#### Your assignment
Once you find the line with "Duration, geometry: &DiskGeometry)" in the data that follows, repeat it and every line after it exactly, through the line with "after a stop.".

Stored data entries
== Segment start ==
use crate::animation::Animation;
use crate::config::{DiskConfig, ImageRef, RotationRestart};
use crate::geometry::DiskGeometry;
use crate::particle::{Particle, ParticleArena, ParticleId};
use crate::scheduler::Scheduler;
use rand::rngs::StdRng;
use rand::{Rng, SeedableRng};
use std::time::Duration;
use thiserror::Error;

pub const FULL_TURN: f64 = 360.0;

#[derive(Error, Debug, Clone, PartialEq, Eq)]
pub enum DiskError {
    #[error("Music disk is not initialized; call init() first")]
    NotInitialized,
    #[error("Music disk is already initialized")]
    AlreadyInitialized,
    #[error("Widget size is unknown (zero)")]
    NotLaidOut,
}

#[derive(Debug, Clone, Copy, PartialEq, Eq)]
pub enum DiskEvent {
    Spawned(ParticleId),
    Retired(ParticleId),
}

/// The spinning disk and its notes.
///
/// Lifecycle: build from a [`DiskConfig`], `init` once the square size is
/// known, then toggle with `start`/`stop` and pump `advance` with the
/// current clock time. Stopping only halts the disk and future spawns;
/// notes already in flight finish their path.
pub struct MusicDisk<R = StdRng> {
    config: DiskConfig,
    geometry: Option<DiskGeometry>,
    rotation: Option<Animation>,
    disk_angle: f64,
    scheduler: Option<Scheduler>,
    particles: ParticleArena,
    rng: R,
}

impl MusicDisk<StdRng> {
    pub fn new(config: DiskConfig) -> Self {
        Self::with_rng(config, StdRng::from_os_rng())
    }

    /// Same seed, same sequence of note images.
    pub fn seeded(config: DiskConfig, seed: u64) -> Self {
        Self::with_rng(config, StdRng::seed_from_u64(seed))
    }
}

impl<R: Rng> MusicDisk<R> {
    pub fn with_rng(config: DiskConfig, rng: R) -> Self {
        Self {
            config,
            geometry: None,
            rotation: None,
            disk_angle: 0.0,
            scheduler: None,
            particles: ParticleArena::new(),
            rng,
        }
    }

    pub fn init(&mut self, size: u32) -> Result<(), DiskError> {
        if self.geometry.is_some() {
            return Err(DiskError::AlreadyInitialized);
        }
        if size == 0 {
            return Err(DiskError::NotLaidOut);
        }
        let geometry = DiskGeometry::compute(size);
        log::debug!(
            "Music disk laid out at {}px: disk {:?}, notes {}px",
            size,
            geometry.disk,
            geometry.icon_size
        );
        self.geometry = Some(geometry);
        Ok(())
    }

    pub fn start(&mut self, now: Duration) -> Result<(), DiskError> {
        self.ensure_initialized()?;

        let spinning = self.rotation.is_some();
        if !(spinning && self.config.rotation_restart() == RotationRestart::IfStopped) {
            self.rotation = Some(Animation::infinite(now, self.config.rotation_period()));
            self.disk_angle = 0.0;
        }

        let interval = self.config.spawn_interval();
        let scheduler = self
            .scheduler
            .get_or_insert_with(|| Scheduler::new(interval));
        if !scheduler.is_running() {
            scheduler.start(now);
            log::info!("Music disk started, a note every {:?}", interval);
        }
        Ok(())
    }

    pub fn stop(&mut self) -> Result<(), DiskError> {
        self.ensure_initialized()?;

        self.rotation = None;
        if let Some(scheduler) = self.scheduler.as_mut()
            && scheduler.is_running()
        {
            scheduler.stop();
            log::info!(
                "Music disk stopped, {} notes left to finish",
                self.particles.len()
            );
        }
        Ok(())
    }

    /// Brings everything up to `now`: retires finished notes, then handles a
    /// due tick by spawning a note that starts at `now`, then updates every
    /// live transform and the disk angle. Events come back in the order they
    /// happened.
    pub fn advance(&mut self, now: Duration) -> Vec<DiskEvent> {
        let Some(geometry) = self.geometry else {
            return Vec::new();
        };
        let mut events = Vec::new();

        while let Some((_, id)) = self
            .particles
            .next_completion()
            .filter(|(end, _)| *end <= now)
        {
            self.retire(id, &mut events);
        }

        // a late tick is handled once, at `now`
        if let Some(tick) = self.scheduler.as_mut().and_then(|s| s.poll(now)) {
            let id = self.spawn_particle(tick.handled_at, &geometry);
            events.push(DiskEvent::Spawned(id));
        }

        self.particles.update(now, &geometry.path);
        if let Some(rotation) = &self.rotation {
            self.disk_angle = FULL_TURN * rotation.fraction(now);
        }
        events
    }

    /// Takes over the notes still in flight on `previous`, so a disk rebuilt
    /// from new settings does not cut them off. Only happens when both disks
    /// are laid out the same, use the same note images, and this one has no
    /// notes yet. Returns whether any note was carried over.
    pub fn adopt_particles<Q>(&mut self, previous: &mut MusicDisk<Q>) -> bool {
        let compatible = self.geometry.is_some()
            && self.geometry == previous.geometry
            && self.config.particle_images() == previous.config.particle_images()
            && self.particles.is_empty();
        if !compatible || previous.particles.is_empty() {
            return false;
        }

        self.particles = std::mem::take(&mut previous.particles);
        log::debug!("Carried {} notes over to the new disk", self.particles.len());
        true
    }

    fn retire(&mut self, id: ParticleId, events: &mut Vec<DiskEvent>) {
        if let Some(particle) = self.particles.retire(id) {
            log::trace!("{} retired after {:?}", id, particle.animation.duration());
            events.push(DiskEvent::Retired(id));
        }
    }

    fn spawn_particle(&mut self, at: Duration, geometry: &DiskGeometry) -> ParticleId {
        let image = self
            .rng
            .random_range(0..self.config.particle_images().len());
        let animation = Animation::once(at, self.config.animation_duration());
        let id = self.particles.spawn(image, animation, &geometry.path);
        log::debug!("{} spawned at {:?} with image {}", id, at, image);
        id
    }

    fn ensure_initialized(&self) -> Result<(), DiskError> {
        match self.geometry {
            Some(_) => Ok(()),
            None => Err(DiskError::NotInitialized),
        }
    }

    pub fn is_initialized(&self) -> bool {
        self.geometry.is_some()
    }

    pub fn is_running(&self) -> bool {
        self.scheduler.as_ref().is_some_and(Scheduler::is_running)
    }

    pub fn is_spinning(&self) -> bool {
        self.rotation.is_some()
    }

    pub fn config(&self) -> &DiskConfig {
        &self.config
    }

    pub fn geometry(&self) -> Option<&DiskGeometry> {
        self.geometry.as_ref()
    }

    pub fn spawn_interval(&self) -> Duration {
        self.config.spawn_interval()
    }

    /// Degrees, as of the last `advance`. Kept as is after a stop.
    pub fn disk_angle(&self) -> f64 {
        self.disk_angle
    }

    /// Live notes in spawn order.
    pub fn particles(&self) -> impl Iterator<Item = &Particle> {
        self.particles.iter()
    }

    pub fn particle(&self, id: ParticleId) -> Option<&Particle> {
        self.particles.get(id)
    }

    pub fn particle_image(&self, particle: &Particle) -> Option<&ImageRef> {
        self.config.particle_images().get(particle.image)
    }

    pub fn live_count(&self) -> usize {
        self.particles.len()
    }

    pub fn spawned_count(&self) -> u64 {
        self.particles.spawned()
    }
}
pub mod config;
pub mod events;
pub mod gui;
pub mod sys;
== Segment end ==
#### Solved problem
    fn spawn_particle(&mut self, at: Duration, geometry: &DiskGeometry) -> ParticleId {
        let image = self
            .rng
            .random_range(0..self.config.particle_images().len());
        let animation = Animation::once(at, self.config.animation_duration());
        let id = self.particles.spawn(image, animation, &geometry.path);
        log::debug!("{} spawned at {:?} with image {}", id, at, image);
        id
    }

    fn ensure_initialized(&self) -> Result<(), DiskError> {
        match self.geometry {
            Some(_) => Ok(()),
            None => Err(DiskError::NotInitialized),
        }
    }

    pub fn is_initialized(&self) -> bool {
        self.geometry.is_some()
    }

    pub fn is_running(&self) -> bool {
        self.scheduler.as_ref().is_some_and(Scheduler::is_running)
    }

    pub fn is_spinning(&self) -> bool {
        self.rotation.is_some()
    }

    pub fn config(&self) -> &DiskConfig {
        &self.config
    }

    pub fn geometry(&self) -> Option<&DiskGeometry> {
        self.geometry.as_ref()
    }

    pub fn spawn_interval(&self) -> Duration {
        self.config.spawn_interval()
    }

    /// Degrees, as of the last `advance`. Kept as is after a stop.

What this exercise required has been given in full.